Triumph Business Capital ("Triumph") is a leading transportation factoring business that needed help with its workflow and document processing systems. Triumph was processing almost 15,000 images per day but was running into issues growing its business without a technology solution for handling these submissions. Triumph's existing solution was to have its team members manually process each incoming invoice which became very tedious and repetitive work.
We assessed the situation and were able to deploy a lightweight Rails application that utilized OCR and Machine Learning technologies to predict document types and identify the debtor based on the raw image file. The application utilizes a number of open-source and commercial tools to produce consistent, high-quality OCR results regardless of the document quality.
Triumph's team has an extensive set of existing IT tools that it utilizes for its core workflow. We produced a simple JSON API for their developers to send new documents and access prediction results. Given the time lags for the OCR and prediction process, we built webhooks for asynchronous communication with Triumph.

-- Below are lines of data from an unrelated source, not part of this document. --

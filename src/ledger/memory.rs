/// In-memory completion ledger
///
/// A reference implementation of the ledger read contract backed by plain
/// collections. It models the write-side lifecycle the hosted store
/// provides: idempotent completion inserts, same-day un-marking, and habit
/// archival that keeps history but leaves the active count.

use std::collections::{HashMap, HashSet};

use chrono::NaiveDate;

use crate::domain::{CompletionRecord, Habit, HabitId, UserId};
use crate::ledger::{CompletionLedger, LedgerError};

#[derive(Debug, Default)]
struct UserData {
    habits: Vec<Habit>,
    // One entry per (habit, day); set semantics make re-marking a no-op.
    completions: HashSet<(HabitId, NaiveDate)>,
}

/// Ledger backed by in-memory collections
#[derive(Debug, Default)]
pub struct InMemoryLedger {
    users: HashMap<UserId, UserData>,
}

impl InMemoryLedger {
    /// Create an empty ledger
    pub fn new() -> Self {
        Self::default()
    }

    /// Register a habit for a user
    pub fn add_habit(&mut self, user_id: &UserId, habit: Habit) {
        tracing::debug!("Adding habit '{}' for user {}", habit.name, user_id);
        self.users.entry(user_id.clone()).or_default().habits.push(habit);
    }

    /// Archive a habit, keeping its completion history
    pub fn archive_habit(&mut self, user_id: &UserId, habit_id: &HabitId) -> Result<(), LedgerError> {
        let data = self.user_data_mut(user_id)?;

        let habit = data
            .habits
            .iter_mut()
            .find(|h| &h.id == habit_id)
            .ok_or_else(|| LedgerError::HabitNotFound {
                habit_id: habit_id.to_string(),
            })?;

        habit.archive();
        Ok(())
    }

    /// Mark a habit complete on a day
    ///
    /// Idempotent: marking an already-completed (habit, day) pair is a
    /// no-op, never an error. Returns whether a new record was created.
    pub fn mark_complete(
        &mut self,
        user_id: &UserId,
        habit_id: &HabitId,
        date: NaiveDate,
    ) -> Result<bool, LedgerError> {
        let data = self.user_data_mut(user_id)?;

        if !data.habits.iter().any(|h| &h.id == habit_id) {
            return Err(LedgerError::HabitNotFound {
                habit_id: habit_id.to_string(),
            });
        }

        Ok(data.completions.insert((habit_id.clone(), date)))
    }

    /// Remove a completion, if present
    pub fn unmark_complete(
        &mut self,
        user_id: &UserId,
        habit_id: &HabitId,
        date: NaiveDate,
    ) -> Result<bool, LedgerError> {
        let data = self.user_data_mut(user_id)?;
        Ok(data.completions.remove(&(habit_id.clone(), date)))
    }

    fn user_data(&self, user_id: &UserId) -> Result<&UserData, LedgerError> {
        self.users.get(user_id).ok_or_else(|| LedgerError::UserNotFound {
            user_id: user_id.to_string(),
        })
    }

    fn user_data_mut(&mut self, user_id: &UserId) -> Result<&mut UserData, LedgerError> {
        self.users
            .get_mut(user_id)
            .ok_or_else(|| LedgerError::UserNotFound {
                user_id: user_id.to_string(),
            })
    }
}

impl CompletionLedger for InMemoryLedger {
    fn fetch_completions(
        &self,
        user_id: &UserId,
        since: Option<NaiveDate>,
    ) -> Result<Vec<CompletionRecord>, LedgerError> {
        let data = self.user_data(user_id)?;

        Ok(data
            .completions
            .iter()
            .filter(|(_, date)| since.map_or(true, |s| *date >= s))
            .map(|(habit_id, date)| CompletionRecord::new(habit_id.clone(), user_id.clone(), *date))
            .collect())
    }

    fn fetch_active_habit_count(&self, user_id: &UserId) -> Result<u32, LedgerError> {
        let data = self.user_data(user_id)?;
        Ok(data.habits.iter().filter(|h| h.is_active()).count() as u32)
    }
}

#[cfg(test)]
mod tests {
    use super::*;

    fn day(d: u32) -> NaiveDate {
        NaiveDate::from_ymd_opt(2024, 6, d).unwrap()
    }

    fn setup() -> (InMemoryLedger, UserId, HabitId) {
        let mut ledger = InMemoryLedger::new();
        let user = UserId::new();
        let habit = Habit::new("Read".to_string(), day(1)).unwrap();
        let habit_id = habit.id.clone();
        ledger.add_habit(&user, habit);
        (ledger, user, habit_id)
    }

    #[test]
    fn test_mark_complete_is_idempotent() {
        let (mut ledger, user, habit_id) = setup();

        assert!(ledger.mark_complete(&user, &habit_id, day(10)).unwrap());
        // Re-marking the same day is a no-op, not an error.
        assert!(!ledger.mark_complete(&user, &habit_id, day(10)).unwrap());

        let records = ledger.fetch_completions(&user, None).unwrap();
        assert_eq!(records.len(), 1);
    }

    #[test]
    fn test_unmark_removes_completion() {
        let (mut ledger, user, habit_id) = setup();

        ledger.mark_complete(&user, &habit_id, day(10)).unwrap();
        assert!(ledger.unmark_complete(&user, &habit_id, day(10)).unwrap());
        assert!(!ledger.unmark_complete(&user, &habit_id, day(10)).unwrap());

        assert!(ledger.fetch_completions(&user, None).unwrap().is_empty());
    }

    #[test]
    fn test_since_filters_older_completions() {
        let (mut ledger, user, habit_id) = setup();

        ledger.mark_complete(&user, &habit_id, day(5)).unwrap();
        ledger.mark_complete(&user, &habit_id, day(15)).unwrap();

        let records = ledger.fetch_completions(&user, Some(day(10))).unwrap();
        assert_eq!(records.len(), 1);
        assert_eq!(records[0].date, day(15));
    }

    #[test]
    fn test_archive_keeps_history_but_drops_count() {
        let (mut ledger, user, habit_id) = setup();

        ledger.mark_complete(&user, &habit_id, day(10)).unwrap();
        ledger.archive_habit(&user, &habit_id).unwrap();

        assert_eq!(ledger.fetch_active_habit_count(&user).unwrap(), 0);
        assert_eq!(ledger.fetch_completions(&user, None).unwrap().len(), 1);
    }

    #[test]
    fn test_unknown_user_is_an_error() {
        let ledger = InMemoryLedger::new();
        let result = ledger.fetch_completions(&UserId::new(), None);

        assert!(matches!(result, Err(LedgerError::UserNotFound { .. })));
    }

    #[test]
    fn test_unknown_habit_is_an_error() {
        let (mut ledger, user, _) = setup();
        let result = ledger.mark_complete(&user, &HabitId::new(), day(10));

        assert!(matches!(result, Err(LedgerError::HabitNotFound { .. })));
    }
}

For the Machine Learning service, we utilized Amazon Web Services ("AWS") as they provide a powerful framework at a manageable price. We trained the models using 50K historical images and by trying several different approaches on what features to expose to the ML model. We settled on providing the OCR text split into thirds (higher priority to text at the top of the page) as well as some relative scoring for the keyword terms found on the page (i.e. 'Invoice', 'Rate Confirmation', etc.).
Overall, the project took six weeks to complete and we were able to build an app that accurately predicts document types 95% of the time and appropriately assign images to their respective invoices with 90%+ accuracy. The scalability of the solution has given Triumph the opportunity to process more invoices faster and offer shorter funding cycles to its clients. The application performance has allowed Triumph to reposition valuable team members to more important workflows.